The role of quercetin in the metabolism of ROS in cancer cells. Reactive oxygen species (ROS) are continuously generated in cancer cells as a result of several factors, including increased metabolic activity, the activation of oncogenes, and the eventual loss of p53. The increase of ROS plays an important role in the maintenance of cancer phenotype and leads to a condition of pro-oxidative state. In turn, ROS can determine chromosomal instability (accumulation of mutations and deletions), and can stimulate cell growth and proliferation, as well as cell migration and invasiveness (angiogenesis and metastasis). The adaptation of cancer cells to this setting essentially involves the rearrangement of the antioxidant functions and the upregulation of pro-survival proteins. These changes allow them to bypass the cell death caused by excessive levels of ROS. The exposure to Quercetin (Qu) leads to the formations of quercetin-semiquinones and quercetin-quinones, which exert pro-oxidant effects within the cells.
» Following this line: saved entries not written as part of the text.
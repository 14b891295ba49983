//! Bounded exponential backoff around a single remote call.
//!
//! The executor never surfaces an error past itself: the caller always gets a
//! [`RetryOutcome`] and decides what an empty result means. Attempt logs are
//! emitted inside whatever span the caller opened, so city/source context is
//! attached by the caller rather than threaded through here.

use std::{fmt::Display, future::Future, time::Duration};

use futures::future::BoxFuture;
use tokio::{
    sync::Mutex,
    time::{Interval, MissedTickBehavior},
};

use crate::config::RetryConfig;

/// How the executor should react to a failed attempt.
#[derive(Debug, Clone, Copy, PartialEq, Eq)]
pub enum ErrorClass {
    /// Connection reset, timeout, 5xx gateway trouble.
    Transient,
    /// HTTP 429. Backs off like a transient error but is not logged as a failure.
    RateLimited,
    /// Malformed body, auth failure, other 4xx. Never retried.
    Fatal,
}

pub trait Retryable {
    fn class(&self) -> ErrorClass;
}

#[derive(thiserror::Error, Debug, Clone, PartialEq, Eq)]
pub enum FetchError {
    #[error("connection failed: {0}")]
    Connect(String),
    #[error("request timed out")]
    Timeout,
    #[error("rate limited (HTTP 429)")]
    RateLimited,
    #[error("server error: HTTP {0}")]
    Server(u16),
    #[error("not authorized: HTTP {0}")]
    Unauthorized(u16),
    #[error("unexpected status: HTTP {0}")]
    Status(u16),
    #[error("malformed response: {0}")]
    Malformed(String),
    #[error("no endpoint registered for route '{0}'")]
    NoRoute(String),
}

impl FetchError {
    pub fn from_status(status: u16) -> Self {
        match status {
            429 => Self::RateLimited,
            401 | 403 => Self::Unauthorized(status),
            408 | 500 | 502 | 503 | 504 => Self::Server(status),
            _ => Self::Status(status),
        }
    }
}

impl Retryable for FetchError {
    fn class(&self) -> ErrorClass {
        match self {
            Self::Connect(_) | Self::Timeout | Self::Server(_) => ErrorClass::Transient,
            Self::RateLimited => ErrorClass::RateLimited,
            Self::Unauthorized(_) | Self::Status(_) | Self::Malformed(_) | Self::NoRoute(_) => {
                ErrorClass::Fatal
            }
        }
    }
}

#[derive(Debug)]
pub enum RetryOutcome<T, E = FetchError> {
    Success { value: T, attempts: u32 },
    /// Every attempt failed with a retryable error.
    Exhausted { attempts: u32, last_error: E },
    /// A non-retryable error stopped the sequence early.
    Aborted { attempts: u32, error: E },
}

impl<T, E> RetryOutcome<T, E> {
    pub fn attempts(&self) -> u32 {
        match self {
            Self::Success { attempts, .. }
            | Self::Exhausted { attempts, .. }
            | Self::Aborted { attempts, .. } => *attempts,
        }
    }

    pub fn is_success(&self) -> bool {
        matches!(self, Self::Success { .. })
    }

    pub fn error(&self) -> Option<&E> {
        match self {
            Self::Success { .. } => None,
            Self::Exhausted { last_error, .. } => Some(last_error),
            Self::Aborted { error, .. } => Some(error),
        }
    }

    pub fn into_option(self) -> Option<T> {
        match self {
            Self::Success { value, .. } => Some(value),
            _ => None,
        }
    }

    /// The "no data" degradation: failures become `T::default()`.
    pub fn into_value_or_default(self) -> T
    where
        T: Default,
    {
        self.into_option().unwrap_or_default()
    }
}

#[derive(Debug, Clone, PartialEq)]
pub struct RetryPolicy {
    pub max_attempts: u32,
    pub initial_delay: Duration,
    pub backoff_factor: f64,
    pub max_delay: Duration,
}

impl Default for RetryPolicy {
    fn default() -> Self {
        Self::from(&RetryConfig::default())
    }
}

impl From<&RetryConfig> for RetryPolicy {
    fn from(cfg: &RetryConfig) -> Self {
        Self {
            max_attempts: cfg.max_attempts.max(1),
            initial_delay: Duration::from_millis(cfg.initial_delay_ms),
            backoff_factor: cfg.backoff_factor.max(1.0),
            max_delay: Duration::from_millis(cfg.max_delay_ms),
        }
    }
}

impl RetryPolicy {
    /// Wait after the `attempt`-th failure (1-based): `initial * factor^(attempt-1)`,
    /// capped at `max_delay`.
    pub fn delay_for(&self, attempt: u32) -> Duration {
        let exponent = attempt.saturating_sub(1).min(i32::MAX as u32) as i32;
        let secs = self.initial_delay.as_secs_f64() * self.backoff_factor.powi(exponent);
        let capped = secs.min(self.max_delay.as_secs_f64());
        if capped.is_finite() && capped > 0.0 {
            Duration::from_secs_f64(capped)
        } else {
            Duration::ZERO
        }
    }

    /// Upper bound on time spent sleeping across one full retry sequence.
    pub fn max_total_wait(&self) -> Duration {
        (1..self.max_attempts).map(|a| self.delay_for(a)).sum()
    }

    pub async fn execute<T, E, F, Fut>(&self, mut op: F) -> RetryOutcome<T, E>
    where
        F: FnMut() -> Fut,
        Fut: Future<Output = Result<T, E>>,
        E: Retryable + Display,
    {
        let mut attempt: u32 = 0;
        loop {
            attempt += 1;
            match op().await {
                Ok(value) => {
                    if attempt > 1 {
                        tracing::info!(attempt, "request succeeded after retry");
                    }
                    return RetryOutcome::Success {
                        value,
                        attempts: attempt,
                    };
                }
                Err(e) => {
                    let class = e.class();
                    if class == ErrorClass::Fatal {
                        tracing::error!(error = %e, attempt, "non-retryable failure, giving up");
                        return RetryOutcome::Aborted {
                            attempts: attempt,
                            error: e,
                        };
                    }
                    if attempt >= self.max_attempts {
                        tracing::error!(
                            error = %e,
                            attempts = attempt,
                            rate_limited = class == ErrorClass::RateLimited,
                            "retry budget exhausted, returning no data"
                        );
                        return RetryOutcome::Exhausted {
                            attempts: attempt,
                            last_error: e,
                        };
                    }

                    let sleep_for = self.delay_for(attempt);
                    let backoff_ms = sleep_for.as_millis() as u64;
                    if class == ErrorClass::RateLimited {
                        tracing::info!(attempt, backoff_ms, "rate limited, pausing before retry");
                    } else {
                        tracing::warn!(
                            error = %e,
                            attempt,
                            max_attempts = self.max_attempts,
                            backoff_ms,
                            "request failed, retrying with backoff"
                        );
                    }
                    tokio::time::sleep(sleep_for).await;
                }
            }
        }
    }

    /// Turns a single-call function into one with the same argument and
    /// bounded-retry semantics.
    pub fn wrap<A, T, E, F, Fut>(&self, op: F) -> impl Fn(A) -> BoxFuture<'static, RetryOutcome<T, E>>
    where
        A: Clone + Send + Sync + 'static,
        F: Fn(A) -> Fut + Clone + Send + Sync + 'static,
        Fut: Future<Output = Result<T, E>> + Send + 'static,
        T: Send + 'static,
        E: Retryable + Display + Send + 'static,
    {
        let policy = self.clone();
        move |arg: A| {
            let policy = policy.clone();
            let op = op.clone();
            Box::pin(async move { policy.execute(|| op(arg.clone())).await })
        }
    }
}

/// Global spacing between outbound requests.
///
/// Shared by every source so the spacing holds even if cities are ever
/// fetched concurrently.
pub struct Pacer {
    spacing: Duration,
    interval: Mutex<Option<Interval>>,
}

impl Pacer {
    pub fn new(spacing: Duration) -> Self {
        Self {
            spacing,
            interval: Mutex::new(None),
        }
    }

    pub fn spacing(&self) -> Duration {
        self.spacing
    }

    pub async fn wait(&self) {
        if self.spacing.is_zero() {
            return;
        }
        let mut guard = self.interval.lock().await;
        let interval = guard.get_or_insert_with(|| {
            let mut iv = tokio::time::interval(self.spacing);
            iv.set_missed_tick_behavior(MissedTickBehavior::Delay);
            iv
        });
        interval.tick().await;
    }
}
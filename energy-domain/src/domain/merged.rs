use serde::{Deserialize, Serialize};
use time::Date;

/// One row of the merged dataset: weather and energy for the same (city, date),
/// plus whatever city metadata could be joined in.
#[derive(Debug, Clone, PartialEq, Serialize, Deserialize)]
pub struct MergedRecord {
    pub city: String,
    #[serde(with = "crate::domain::iso_date")]
    pub date: Date,
    pub temp_high_c: f64,
    pub temp_low_c: f64,
    pub temp_avg_c: f64,
    pub energy_consumption_mwh: f64,
    pub energy_region: Option<String>,
    pub station_id: Option<String>,
    pub latitude: Option<f64>,
    pub longitude: Option<f64>,
}

impl MergedRecord {
    pub fn key(&self) -> (&str, Date) {
        (self.city.as_str(), self.date)
    }
}
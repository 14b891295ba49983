use std::collections::BTreeMap;

use energy_domain::{EnergyReading, EnergyRecord, WeatherRecord};
use time::Date;

/// Collapse sub-daily energy readings into one total per (city, date).
///
/// Rules:
/// - Same-day values are summed; this is the only place hourly data is collapsed.
/// - Negative readings are summed as-is.
/// - Region comes from the first reading seen for the key.
/// - Output is sorted by (city, date).
pub fn aggregate_daily(readings: &[EnergyReading]) -> Vec<EnergyRecord> {
    let mut totals: BTreeMap<(String, Date), EnergyRecord> = BTreeMap::new();

    for r in readings {
        totals
            .entry((r.city.clone(), r.date))
            .and_modify(|rec| rec.consumption_mwh += r.value_mwh)
            .or_insert_with(|| EnergyRecord {
                city: r.city.clone(),
                region: r.region.clone(),
                date: r.date,
                consumption_mwh: r.value_mwh,
            });
    }

    totals.into_values().collect()
}

/// One weather record per (city, date), later records winning, sorted by key.
pub fn dedup_weather(records: Vec<WeatherRecord>) -> Vec<WeatherRecord> {
    let mut by_key: BTreeMap<(String, Date), WeatherRecord> = BTreeMap::new();
    let before = records.len();
    for rec in records {
        by_key.insert((rec.city.clone(), rec.date), rec);
    }
    if by_key.len() < before {
        tracing::warn!(
            duplicates = before - by_key.len(),
            "collapsed duplicate weather records"
        );
    }
    by_key.into_values().collect()
}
These compounds are highly reactive towards thiols and react with reduced glutathione (GSH), causing GSH depletion. The disruption of GSH antioxidant defense in cells with persistent ROS overload, like malignant cells, leads to cell death by apoptosis. LPO, lactic peroxidase; O₂⁻, superoxide anion; H₂O₂, hydrogen peroxide; GSH, glutathione; GS•, oxidized GSH; GSSG, glutathione disulfide.